*** Opening EXTRACTED INFORMATION ***

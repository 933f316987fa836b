//! UseCase: クライアント接続処理
//!
//! ## テスト実装の作業記録
//!
//! ### 何をテストしているか
//! - ConnectClientUseCase::execute() メソッド
//! - セッション ID の払い出しと `connection` イベントの送信
//!
//! ### どのような状況を想定しているか
//! - 正常系：新規接続に一意な ID が割り当てられ、本人にだけ通知される
//! - 異常系：`connection` イベントの送信失敗時は登録を取り消す

use std::sync::Arc;

use crate::domain::{
    Connection, ConnectionRegistry, MessagePusher, PusherChannel, ServerEvent, SessionIdFactory,
};

use super::error::ConnectError;

/// クライアント接続のユースケース
pub struct ConnectClientUseCase {
    registry: Arc<dyn ConnectionRegistry>,
    message_pusher: Arc<dyn MessagePusher>,
}

impl ConnectClientUseCase {
    pub fn new(
        registry: Arc<dyn ConnectionRegistry>,
        message_pusher: Arc<dyn MessagePusher>,
    ) -> Self {
        Self {
            registry,
            message_pusher,
        }
    }

    /// 接続を登録し、本人に `connection` イベントを送る
    ///
    /// # Arguments
    ///
    /// * `sender` - このクライアントへの送信用チャンネル
    ///
    /// # Returns
    ///
    /// * `Ok(Connection)` - 払い出したセッション ID を持つ接続
    /// * `Err(ConnectError)` - `connection` イベントを送れなかった
    pub async fn execute(&self, sender: PusherChannel) -> Result<Connection, ConnectError> {
        let session_id = SessionIdFactory::generate();

        // 1. Registry に接続を追加（まだどのルームにも属さない）
        let connection = self.registry.add_connection(session_id.clone()).await;

        // 2. MessagePusher に送信チャンネルを登録
        self.message_pusher
            .register_client(session_id.clone(), sender)
            .await;

        // 3. 本人にだけ connection イベントを送る
        let greeting = ServerEvent::Connection {
            socket_id: session_id.clone(),
        };
        if let Err(e) = self.message_pusher.push_to(&session_id, &greeting).await {
            self.registry.remove_connection(&session_id).await;
            self.message_pusher.unregister_client(&session_id).await;
            return Err(ConnectError::GreetingFailed(e));
        }

        Ok(connection)
    }
}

*** Closing EXTRACTED INFORMATION ***

- [EXERCISE PROMPT]
Tally the lines of the records above that contain the word "ConnectClientUseCase". Give only the total.

- [SOLUTION FOR THIS TASK]
3